**Work task**
Look through the entries below for the string "short", and copy each line where it is found.

(Stored data entries)
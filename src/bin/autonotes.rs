//! CLI binary for autonotes.
//!
//! A thin shim over the library crate that maps CLI flags to `NotesConfig`
//! and a `ProcessRequest`, then saves the download or prints the preview.

use anyhow::{bail, Context, Result};
use autonotes::pipeline::input::resolve_image;
use autonotes::request::preview_flag;
use autonotes::{
    CleanupOutcome, NotesConfig, OcrBackend, ProcessObserver, ProcessOutcome, ProcessRequest,
    Processor, RequestState,
};
use clap::Parser;
use indicatif::{ProgressBar, ProgressStyle};
use std::io;
use std::path::{Path, PathBuf};
use std::sync::Arc;
use std::time::{Duration, Instant};
use tracing_subscriber::EnvFilter;

// ── ANSI colour helpers (no extra deps) ──────────────────────────────────────

fn green(s: &str) -> String {
    format!("\x1b[32m{s}\x1b[0m")
}
fn dim(s: &str) -> String {
    format!("\x1b[2m{s}\x1b[0m")
}
fn bold(s: &str) -> String {
    format!("\x1b[1m{s}\x1b[0m")
}
fn yellow(s: &str) -> String {
    format!("\x1b[33m{s}\x1b[0m")
}

// ── CLI observer using indicatif ─────────────────────────────────────────────

/// Terminal observer: a single spinner whose message follows the request
/// state, plus a log line per finished stage.
struct CliObserver {
    bar: ProgressBar,
    started: Instant,
}

impl CliObserver {
    fn new() -> Arc<Self> {
        let bar = ProgressBar::new_spinner();
        let style = ProgressStyle::with_template("{spinner:.cyan} {prefix:.bold}  {msg}")
            .unwrap_or_else(|_| ProgressStyle::default_spinner())
            .tick_strings(&["⠋", "⠙", "⠹", "⠸", "⠼", "⠴", "⠦", "⠧", "⠇", "⠏", "⠿"]);
        bar.set_style(style);
        bar.set_prefix("autonotes");
        bar.set_message("Starting…");
        bar.enable_steady_tick(Duration::from_millis(80));

        Arc::new(Self {
            bar,
            started: Instant::now(),
        })
    }

    fn elapsed(&self) -> String {
        dim(&format!("{:.1}s", self.started.elapsed().as_secs_f64()))
    }
}

impl ProcessObserver for CliObserver {
    fn on_state(&self, state: RequestState) {
        let msg = match state {
            RequestState::Received => "Validating request…",
            RequestState::SourcingText => "Reading text…",
            RequestState::Formatting => "Formatting notes…",
            RequestState::GeneratingArtifact => "Writing document…",
            RequestState::Streaming => "Saving…",
            RequestState::PreviewReturn | RequestState::CleanedUp | RequestState::Failed => {
                self.bar.finish_and_clear();
                return;
            }
        };
        self.bar.set_message(msg);
    }

    fn on_text_sourced(&self, chars: usize, from_ocr: bool) {
        let source = if from_ocr { "OCR" } else { "markdown input" };
        self.bar.println(format!(
            "  {} Text from {}  {}  {}",
            green("✓"),
            source,
            dim(&format!("{chars:>6} chars")),
            self.elapsed()
        ));
    }

    fn on_formatted(&self, chars: usize) {
        self.bar.println(format!(
            "  {} Formatted        {}  {}",
            green("✓"),
            dim(&format!("{chars:>6} chars")),
            self.elapsed()
        ));
    }

    fn on_cleanup(&self, outcome: &CleanupOutcome) {
        if let CleanupOutcome::Failed(warning) = outcome {
            self.bar.println(format!("  {} {}", yellow("⚠"), warning));
        }
    }
}

const AFTER_HELP: &str = r#"EXAMPLES:
  # Photo of a whiteboard → notes.docx next to it
  autonotes board.jpg

  # Markdown output with an explicit name
  autonotes board.jpg --format md -o lecture-3.md

  # Preview the formatted markdown as JSON, write nothing
  autonotes board.jpg --preview

  # Reformat existing notes without OCR
  autonotes --markdown rough-notes.md --format docx

  # Handwriting: let a vision model do the OCR
  autonotes --ocr vision --model gpt-4.1-mini page.jpg

  # Image from a URL
  autonotes https://example.com/slides/week2.png

ENVIRONMENT VARIABLES:
  OPENAI_API_KEY          OpenAI API key
  ANTHROPIC_API_KEY       Anthropic API key
  GEMINI_API_KEY          Google Gemini API key
  EDGEQUAKE_LLM_PROVIDER  Override provider (openai, anthropic, gemini, ollama)
  EDGEQUAKE_MODEL         Override model ID

SETUP:
  1. Install tesseract (apt install tesseract-ocr / brew install tesseract)
  2. Set API key:     export OPENAI_API_KEY=sk-...
  3. Run:             autonotes board.jpg
"#;

/// Turn photos of lecture material into formatted notes.
#[derive(Parser, Debug)]
#[command(
    name = "autonotes",
    version,
    about = "Turn photos of lecture material into formatted Markdown or Word notes",
    long_about = "OCR an image of lecture material (slides, whiteboards, handwritten pages), \
format the text into Markdown notes with an LLM, and save it as .md or .docx. \
Supports OpenAI, Anthropic, Google Gemini, and any OpenAI-compatible endpoint (Ollama, vLLM, …).",
    arg_required_else_help = true,
    color = clap::ColorChoice::Auto,
    after_long_help = AFTER_HELP
)]
struct Cli {
    /// Local image path or HTTP/HTTPS URL.
    input: Option<String>,

    /// Format this markdown file instead of OCR-ing an image.
    #[arg(long, value_name = "FILE")]
    markdown: Option<PathBuf>,

    /// Output format: docx or md.
    #[arg(short, long, env = "AUTONOTES_FORMAT", default_value = "docx")]
    format: String,

    /// Print the formatted markdown as JSON instead of writing a file.
    /// Also takes form-style values: --preview=yes, AUTONOTES_PREVIEW=1.
    #[arg(
        long,
        env = "AUTONOTES_PREVIEW",
        value_name = "BOOL",
        num_args = 0..=1,
        require_equals = true,
        default_missing_value = "true"
    )]
    preview: Option<String>,

    /// Where to save the document. Default: the generated name in the
    /// current directory, with `.formatted` added if that file exists.
    #[arg(short, long, env = "AUTONOTES_OUTPUT")]
    output: Option<PathBuf>,

    /// OCR engine.
    #[arg(long, env = "AUTONOTES_OCR", value_enum, default_value = "tesseract")]
    ocr: OcrArg,

    /// Tesseract language code(s), e.g. eng or eng+deu.
    #[arg(long, env = "AUTONOTES_LANG", default_value = "eng")]
    lang: String,

    /// Path to the tesseract executable.
    #[arg(long, env = "TESSERACT_CMD", default_value = "tesseract")]
    tesseract_cmd: PathBuf,

    /// LLM model ID (e.g. gpt-4.1-nano, gpt-4.1-mini, qwen3:0.6b).
    #[arg(long, env = "EDGEQUAKE_MODEL")]
    model: Option<String>,

    /// LLM provider: openai, anthropic, gemini, ollama, azure.
    #[arg(long, env = "EDGEQUAKE_PROVIDER")]
    provider: Option<String>,

    /// LLM temperature (0.0–2.0).
    #[arg(long, env = "AUTONOTES_TEMPERATURE", default_value_t = 0.1)]
    temperature: f32,

    /// Max LLM output tokens.
    #[arg(long, env = "AUTONOTES_MAX_TOKENS", default_value_t = 4096)]
    max_tokens: usize,

    /// Path to a text file containing a custom system prompt.
    #[arg(long, env = "AUTONOTES_SYSTEM_PROMPT")]
    system_prompt: Option<PathBuf>,

    /// LLM call timeout in seconds.
    #[arg(long, env = "AUTONOTES_API_TIMEOUT", default_value_t = 60)]
    api_timeout: u64,

    /// OCR timeout in seconds.
    #[arg(long, env = "AUTONOTES_OCR_TIMEOUT", default_value_t = 120)]
    ocr_timeout: u64,

    /// HTTP download timeout in seconds for URL inputs.
    #[arg(long, env = "AUTONOTES_DOWNLOAD_TIMEOUT", default_value_t = 120)]
    download_timeout: u64,

    /// Directory for per-request temporary files.
    #[arg(long, env = "AUTONOTES_TEMP_DIR")]
    temp_dir: Option<PathBuf>,

    /// Enable DEBUG-level tracing logs.
    #[arg(short, long, env = "AUTONOTES_VERBOSE")]
    verbose: bool,

    /// Suppress all output except errors.
    #[arg(short, long, env = "AUTONOTES_QUIET")]
    quiet: bool,
}

#[derive(clap::ValueEnum, Clone, Debug)]
enum OcrArg {
    Tesseract,
    Vision,
}

impl From<OcrArg> for OcrBackend {
    fn from(v: OcrArg) -> Self {
        match v {
            OcrArg::Tesseract => OcrBackend::Tesseract,
            OcrArg::Vision => OcrBackend::Vision,
        }
    }
}

#[tokio::main]
async fn main() -> Result<()> {
    let cli = Cli::parse();

    // ── Logging setup ────────────────────────────────────────────────────
    // The spinner gives all the feedback that matters; library INFO logs
    // only show up when it is off.
    let show_progress = !cli.quiet && !cli.verbose;
    let filter = if cli.verbose {
        "debug"
    } else if cli.quiet || show_progress {
        "error"
    } else {
        "info"
    };

    tracing_subscriber::fmt()
        .with_env_filter(
            EnvFilter::try_from_default_env().unwrap_or_else(|_| EnvFilter::new(filter)),
        )
        .with_writer(io::stderr)
        .init();

    if cli.input.is_none() && cli.markdown.is_none() {
        bail!("Provide an image path/URL or --markdown FILE");
    }

    let observer: Option<Arc<dyn ProcessObserver>> = if show_progress {
        Some(CliObserver::new() as Arc<dyn ProcessObserver>)
    } else {
        None
    };

    let config = build_config(&cli, observer).await?;
    let request = build_request(&cli, &config).await?;
    let processor = Processor::from_config(config).context("Failed to set up the LLM provider")?;

    // ── Run ──────────────────────────────────────────────────────────────
    let start = Instant::now();
    let outcome = processor
        .process(request)
        .await
        .map_err(|e| anyhow::anyhow!(e.to_error_body().error))?;

    match outcome {
        ProcessOutcome::Preview(preview) => {
            let json =
                serde_json::to_string_pretty(&preview).context("Failed to serialise preview")?;
            println!("{json}");
        }
        ProcessOutcome::Download(download) => {
            let dest = cli
                .output
                .clone()
                .unwrap_or_else(|| default_destination(Path::new(""), &download.filename));
            let mime = download.mime_type;
            let written = download
                .save_to(&dest)
                .await
                .with_context(|| format!("Failed to save {}", dest.display()))?;

            if !cli.quiet {
                eprintln!(
                    "{}  {}  {}  {}ms  →  {}",
                    green("✔"),
                    dim(mime),
                    dim(&format!("{written} bytes")),
                    start.elapsed().as_millis(),
                    bold(&dest.display().to_string()),
                );
            }
        }
    }

    Ok(())
}

/// Map CLI args to `NotesConfig`.
async fn build_config(cli: &Cli, observer: Option<Arc<dyn ProcessObserver>>) -> Result<NotesConfig> {
    let mut builder = NotesConfig::builder()
        .temperature(cli.temperature)
        .max_tokens(cli.max_tokens)
        .api_timeout_secs(cli.api_timeout)
        .ocr_backend(cli.ocr.clone().into())
        .ocr_language(cli.lang.clone())
        .tesseract_cmd(cli.tesseract_cmd.clone())
        .ocr_timeout_secs(cli.ocr_timeout)
        .download_timeout_secs(cli.download_timeout);

    if let Some(ref path) = cli.system_prompt {
        let prompt = tokio::fs::read_to_string(path)
            .await
            .with_context(|| format!("Failed to read system prompt from {:?}", path))?;
        builder = builder.system_prompt(prompt);
    }
    if let Some(ref model) = cli.model {
        builder = builder.model(model.clone());
    }
    if let Some(ref provider) = cli.provider {
        builder = builder.provider_name(provider.clone());
    }
    if let Some(ref dir) = cli.temp_dir {
        builder = builder.temp_root(dir.clone());
    }
    if let Some(obs) = observer {
        builder = builder.observer(obs);
    }

    builder.build().context("Invalid configuration")
}

/// Map CLI args to a `ProcessRequest`, reading or downloading the inputs.
async fn build_request(cli: &Cli, config: &NotesConfig) -> Result<ProcessRequest> {
    let mut request = ProcessRequest::default()
        .output_format(cli.format.clone())
        .preview(cli.preview.as_deref().is_some_and(preview_flag));

    if let Some(ref input) = cli.input {
        let upload = resolve_image(input, config.download_timeout_secs, config.max_image_bytes)
            .await
            .with_context(|| format!("Failed to load image '{input}'"))?;
        request.image_bytes = Some(upload.bytes);
        request = request.filename(upload.filename);
    }

    if let Some(ref path) = cli.markdown {
        let markdown = tokio::fs::read_to_string(path)
            .await
            .with_context(|| format!("Failed to read markdown from {:?}", path))?;
        if request.filename.is_empty() {
            let name = path
                .file_name()
                .map(|n| n.to_string_lossy().into_owned())
                .unwrap_or_default();
            request = request.filename(name);
        }
        request = request.markdown_content(markdown);
    }

    Ok(request)
}

/// Default save path for a download: `filename` inside `dir`, unless that
/// file already exists (typically the `--markdown` input itself), in which
/// case `<stem>.formatted.<ext>`, then `<stem>.formatted-2.<ext>`, and so on.
fn default_destination(dir: &Path, filename: &str) -> PathBuf {
    let candidate = dir.join(filename);
    if !candidate.exists() {
        return candidate;
    }

    let name = Path::new(filename);
    let stem = name
        .file_stem()
        .map(|s| s.to_string_lossy().into_owned())
        .unwrap_or_else(|| filename.to_string());
    let ext = name
        .extension()
        .map(|e| format!(".{}", e.to_string_lossy()))
        .unwrap_or_default();

    let mut n = 1u32;
    loop {
        let suffix = if n == 1 { String::new() } else { format!("-{n}") };
        let candidate = dir.join(format!("{stem}.formatted{suffix}{ext}"));
        if !candidate.exists() {
            return candidate;
        }
        n += 1;
    }
}

#[cfg(test)]
mod tests {
    use super::*;
    use clap::CommandFactory;

    #[test]
    fn cli_definition_is_valid() {
        Cli::command().debug_assert();
    }

    #[test]
    fn fresh_name_is_used_as_is() {
        let dir = tempfile::tempdir().unwrap();
        assert_eq!(
            default_destination(dir.path(), "board.docx"),
            dir.path().join("board.docx")
        );
    }

    #[test]
    fn markdown_input_is_never_the_default_destination() {
        let dir = tempfile::tempdir().unwrap();
        std::fs::write(dir.path().join("rough-notes.md"), "# draft").unwrap();

        let dest = default_destination(dir.path(), "rough-notes.md");
        assert_eq!(dest, dir.path().join("rough-notes.formatted.md"));
        assert_eq!(
            std::fs::read_to_string(dir.path().join("rough-notes.md")).unwrap(),
            "# draft"
        );
    }

    #[test]
    fn repeated_runs_count_up() {
        let dir = tempfile::tempdir().unwrap();
        std::fs::write(dir.path().join("week2.md"), "").unwrap();
        std::fs::write(dir.path().join("week2.formatted.md"), "").unwrap();

        assert_eq!(
            default_destination(dir.path(), "week2.md"),
            dir.path().join("week2.formatted-2.md")
        );
    }

    #[test]
    fn preview_accepts_bare_and_form_values() {
        let bare = Cli::try_parse_from(["autonotes", "board.jpg", "--preview"]).unwrap();
        assert!(bare.preview.as_deref().is_some_and(preview_flag));

        let off = Cli::try_parse_from(["autonotes", "--preview=no", "board.jpg"]).unwrap();
        assert!(!off.preview.as_deref().is_some_and(preview_flag));
        assert_eq!(off.input.as_deref(), Some("board.jpg"));
    }
}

**Output of the exercise**
    #[arg(short, long, env = "AUTONOTES_FORMAT", default_value = "docx")]
    #[arg(short, long, env = "AUTONOTES_OUTPUT")]
    #[arg(short, long, env = "AUTONOTES_VERBOSE")]
    #[arg(short, long, env = "AUTONOTES_QUIET")]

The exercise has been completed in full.